■ **Assignment**: Look below for the line that has "pub fn as_value(&self)". Set down the lines from there through the line that has "and compile it.", exactly as written.

[Collected data]
// SPDX-FileCopyrightText: 2026 ActionHub Contributors
// SPDX-License-Identifier: MIT OR Apache-2.0

//! Schema compilation and payload validation.

use actionhub_core::{ActionHubError, ValidatedConfig};
use schemars::{JsonSchema, SchemaGenerator};
use serde::{Deserialize, Serialize};
use serde_json::{json, Value};
use strum::{Display, EnumString};
use tracing::debug;

use crate::defaults::{apply_defaults, forbid_unknown_fields};
use crate::normalize::normalize_errors;

/// What to do with payload keys a schema does not declare.
#[derive(
    Debug, Clone, Copy, Default, PartialEq, Eq, Display, EnumString, Serialize, Deserialize,
)]
#[serde(rename_all = "snake_case")]
#[strum(serialize_all = "snake_case")]
pub enum UnknownFieldPolicy {
    /// Reject undeclared keys unless the schema opts out with
    /// `"additionalProperties": true`.
    #[default]
    Reject,
    /// Leave schemas as written; undeclared keys pass unless forbidden.
    Allow,
}

/// A plugin's configuration schema (a JSON Schema document).
#[derive(Debug, Clone, PartialEq, Serialize, Deserialize)]
#[serde(transparent)]
pub struct ConfigSchema(Value);

impl ConfigSchema {
    pub fn new(schema: Value) -> Self {
        Self(schema)
    }

    /// Schema for plugins that take no configuration: any object is accepted.
    pub fn empty() -> Self {
        Self(json!({ "type": "object" }))
    }

    /// Derive the schema from a typed configuration struct.
    pub fn for_type<T: JsonSchema>() -> Self {
        Self(SchemaGenerator::default().into_root_schema_for::<T>().to_value())
    }

    pub fn as_value(&self) -> &Value {
        &self.0
    }
}

impl Default for ConfigSchema {
    fn default() -> Self {
        Self::empty()
    }
}

/// A schema prepared under a policy and compiled into a validator.
pub struct CompiledSchema {
    schema: Value,
    validator: jsonschema::Validator,
}

impl std::fmt::Debug for CompiledSchema {
    fn fmt(&self, f: &mut std::fmt::Formatter<'_>) -> std::fmt::Result {
        f.debug_struct("CompiledSchema")
            .field("schema", &self.schema)
            .finish_non_exhaustive()
    }
}

impl CompiledSchema {
    /// The schema as prepared for validation (policy applied).
    pub fn prepared(&self) -> &Value {
        &self.schema
    }

    /// Validate a payload, returning it with defaults applied or the ordered
    /// field errors.
    pub fn validate(&self, payload: &Value) -> Result<ValidatedConfig, ActionHubError> {
        let mut candidate = payload.clone();
        apply_defaults(&self.schema, &self.schema, &mut candidate);

        let errors = normalize_errors(self.validator.iter_errors(&candidate), &candidate);
        if errors.is_empty() {
            Ok(ValidatedConfig::from_checked(candidate))
        } else {
            debug!(count = errors.len(), "configuration payload rejected");
            Err(ActionHubError::Validation(errors))
        }
    }
}

/// Validates untyped configuration payloads against plugin schemas.
///
/// Stateless apart from the policy: the same schema and payload always yield
/// the same result.
#[derive(Debug, Clone, Copy, Default)]
pub struct SchemaValidator {
    policy: UnknownFieldPolicy,
}

impl SchemaValidator {
    pub fn new(policy: UnknownFieldPolicy) -> Self {
        Self { policy }
    }

    pub fn policy(&self) -> UnknownFieldPolicy {
        self.policy
    }

    /// Prepare the schema under this validator's policy and compile it.
    pub fn compile(&self, schema: &ConfigSchema) -> Result<CompiledSchema, ActionHubError> {
        let mut prepared = schema.as_value().clone();
        if self.policy == UnknownFieldPolicy::Reject {
            forbid_unknown_fields(&mut prepared);
        }

        let validator = jsonschema::validator_for(&prepared)
            .map_err(|e| ActionHubError::Schema(e.to_string()))?;

        Ok(CompiledSchema {
            schema: prepared,
            validator,
        })
    }

    /// Compile `schema` and validate `payload` against it.
    pub fn validate(
        &self,
        schema: &ConfigSchema,
        payload: &Value,
    ) -> Result<ValidatedConfig, ActionHubError> {
        self.compile(schema)?.validate(payload)
    }
}

#[cfg(test)]
mod tests {
    use super::*;
    use actionhub_core::{ErrorCode, FieldError};

    fn card_schema() -> ConfigSchema {
        ConfigSchema::new(json!({
            "type": "object",
            "properties": {
                "cardName": {"type": "string"},
                "position": {"type": "string", "enum": ["top", "bottom"], "default": "top"}
            },
            "required": ["cardName"]
        }))
    }

    #[test]
    fn missing_required_field_is_reported_at_its_path() {
        let err = SchemaValidator::default()
            .validate(&card_schema(), &json!({}))
            .unwrap_err();
        assert_eq!(
            err.field_errors().unwrap(),
            &[FieldError::new("cardName", "field required", ErrorCode::Required)]
        );
    }

    #[test]
    fn valid_payload_gets_defaults_applied() {
        let config = SchemaValidator::default()
            .validate(&card_schema(), &json!({"cardName": "Buy milk"}))
            .unwrap();
        assert_eq!(
            config.as_value(),
            &json!({"cardName": "Buy milk", "position": "top"})
        );
    }

    #[test]
    fn unknown_fields_rejected_by_default() {
        let err = SchemaValidator::default()
            .validate(&card_schema(), &json!({"cardName": "x", "cardNmae": "y"}))
            .unwrap_err();
        let fields = err.field_errors().unwrap();
        assert_eq!(fields.len(), 1);
        assert_eq!(fields[0].path, "cardNmae");
        assert_eq!(fields[0].code, ErrorCode::UnknownField);
    }

    #[test]
    fn unknown_fields_pass_under_allow_policy() {
        let validator = SchemaValidator::new(UnknownFieldPolicy::Allow);
        let config = validator
            .validate(&card_schema(), &json!({"cardName": "x", "extra": 1}))
            .unwrap();
        assert_eq!(config.as_value()["extra"], 1);
    }

    #[test]
    fn permissive_schema_accepts_extra_fields_under_reject_policy() {
        let schema = ConfigSchema::new(json!({
            "type": "object",
            "additionalProperties": true,
            "properties": {"a": {"type": "string"}}
        }));
        assert!(SchemaValidator::default()
            .validate(&schema, &json!({"a": "x", "b": 2}))
            .is_ok());
    }

    #[test]
    fn any_of_branches_see_sibling_properties_under_reject_policy() {
        let schema = ConfigSchema::new(json!({
            "type": "object",
            "properties": {"kind": {"type": "string"}},
            "anyOf": [
                {"properties": {"a": {"type": "integer"}}, "required": ["a"]},
                {"properties": {"b": {"type": "integer"}}, "required": ["b"]}
            ]
        }));
        let validator = SchemaValidator::default();
        assert!(validator.validate(&schema, &json!({"kind": "x", "a": 1})).is_ok());

        let err = validator
            .validate(&schema, &json!({"kind": "x", "a": 1, "c": 2}))
            .unwrap_err();
        assert_eq!(
            err.field_errors().unwrap(),
            &[FieldError::new("c", "extra fields not permitted", ErrorCode::UnknownField)]
        );
    }

    #[test]
    fn ref_target_properties_combine_with_siblings_under_reject_policy() {
        let schema = ConfigSchema::new(json!({
            "$defs": {"Base": {"type": "object", "properties": {"name": {"type": "string"}}}},
            "$ref": "#/$defs/Base",
            "properties": {"extra": {"type": "integer"}}
        }));
        let validator = SchemaValidator::default();
        assert!(validator.validate(&schema, &json!({"name": "n", "extra": 1})).is_ok());

        let err = validator
            .validate(&schema, &json!({"name": "n", "extra": 1, "bogus": true}))
            .unwrap_err();
        let fields = err.field_errors().unwrap();
        assert_eq!(fields.len(), 1);
        assert_eq!(fields[0].path, "bogus");
        assert_eq!(fields[0].code, ErrorCode::UnknownField);
    }

    #[test]
    fn referenced_nested_object_rejects_unknown_fields() {
        let schema = ConfigSchema::new(json!({
            "type": "object",
            "properties": {"card": {"$ref": "#/$defs/Card"}},
            "$defs": {"Card": {"type": "object", "properties": {"name": {"type": "string"}}}}
        }));
        let err = SchemaValidator::default()
            .validate(&schema, &json!({"card": {"name": "n", "nmae": "m"}}))
            .unwrap_err();
        let fields = err.field_errors().unwrap();
        assert_eq!(fields.len(), 1);
        assert_eq!(fields[0].path, "card.nmae");
        assert_eq!(fields[0].code, ErrorCode::UnknownField);
    }

    #[test]
    fn empty_schema_accepts_any_object() {
        let config = SchemaValidator::default()
            .validate(&ConfigSchema::empty(), &json!({"anything": [1, 2]}))
            .unwrap();
        assert_eq!(config.as_value()["anything"], json!([1, 2]));
    }

    #[test]
    fn non_object_payload_is_a_root_type_error() {
        let err = SchemaValidator::default()
            .validate(&card_schema(), &json!("oops"))
            .unwrap_err();
        let fields = err.field_errors().unwrap();
        assert_eq!(fields[0].path, "");
        assert_eq!(fields[0].code, ErrorCode::Type);
    }

    #[test]
    fn nested_and_indexed_errors_use_bracketed_paths() {
        let schema = ConfigSchema::new(json!({
            "type": "object",
            "properties": {
                "items": {
                    "type": "array",
                    "items": {
                        "type": "object",
                        "properties": {"sku": {"type": "string", "minLength": 3}},
                        "required": ["sku"]
                    }
                }
            }
        }));
        let payload = json!({"items": [{"sku": "abc"}, {}, {"sku": "x"}]});
        let err = SchemaValidator::default().validate(&schema, &payload).unwrap_err();
        let fields = err.field_errors().unwrap();
        assert_eq!(fields[0].path, "items[1].sku");
        assert_eq!(fields[0].code, ErrorCode::Required);
        assert_eq!(fields[1].path, "items[2].sku");
        assert_eq!(fields[1].code, ErrorCode::Length);
    }

    #[test]
    fn invalid_schema_fails_to_compile() {
        let schema = ConfigSchema::new(json!({"type": 12}));
        let err = SchemaValidator::default().compile(&schema).unwrap_err();
        assert!(matches!(err, ActionHubError::Schema(_)));
    }

    #[derive(schemars::JsonSchema, serde::Deserialize)]
    #[allow(dead_code)]
    struct Typed {
        name: String,
        #[serde(default = "default_limit")]
        limit: u32,
    }

    fn default_limit() -> u32 {
        10
    }

    #[test]
    fn derived_schema_validates_and_parses() {
        let schema = ConfigSchema::for_type::<Typed>();
        let validator = SchemaValidator::default();

        let err = validator.validate(&schema, &json!({"limit": 2})).unwrap_err();
        assert_eq!(err.field_errors().unwrap()[0].path, "name");

        let config = validator.validate(&schema, &json!({"name": "n"})).unwrap();
        let typed: Typed = config.parse().unwrap();
        assert_eq!(typed.limit, 10);
    }
}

■ **Solution to the exercise**:
    pub fn as_value(&self) -> &Value {
        &self.0
    }
}

impl Default for ConfigSchema {
    fn default() -> Self {
        Self::empty()
    }
}

/// A schema prepared under a policy and compiled into a validator.
pub struct CompiledSchema {
    schema: Value,
    validator: jsonschema::Validator,
}

impl std::fmt::Debug for CompiledSchema {
    fn fmt(&self, f: &mut std::fmt::Formatter<'_>) -> std::fmt::Result {
        f.debug_struct("CompiledSchema")
            .field("schema", &self.schema)
            .finish_non_exhaustive()
    }
}

impl CompiledSchema {
    /// The schema as prepared for validation (policy applied).
    pub fn prepared(&self) -> &Value {
        &self.schema
    }

    /// Validate a payload, returning it with defaults applied or the ordered
    /// field errors.
    pub fn validate(&self, payload: &Value) -> Result<ValidatedConfig, ActionHubError> {
        let mut candidate = payload.clone();
        apply_defaults(&self.schema, &self.schema, &mut candidate);

        let errors = normalize_errors(self.validator.iter_errors(&candidate), &candidate);
        if errors.is_empty() {
            Ok(ValidatedConfig::from_checked(candidate))
        } else {
            debug!(count = errors.len(), "configuration payload rejected");
            Err(ActionHubError::Validation(errors))
        }
    }
}

/// Validates untyped configuration payloads against plugin schemas.
///
/// Stateless apart from the policy: the same schema and payload always yield
/// the same result.
#[derive(Debug, Clone, Copy, Default)]
pub struct SchemaValidator {
    policy: UnknownFieldPolicy,
}

impl SchemaValidator {
    pub fn new(policy: UnknownFieldPolicy) -> Self {
        Self { policy }
    }

    pub fn policy(&self) -> UnknownFieldPolicy {
        self.policy
    }

    /// Prepare the schema under this validator's policy and compile it.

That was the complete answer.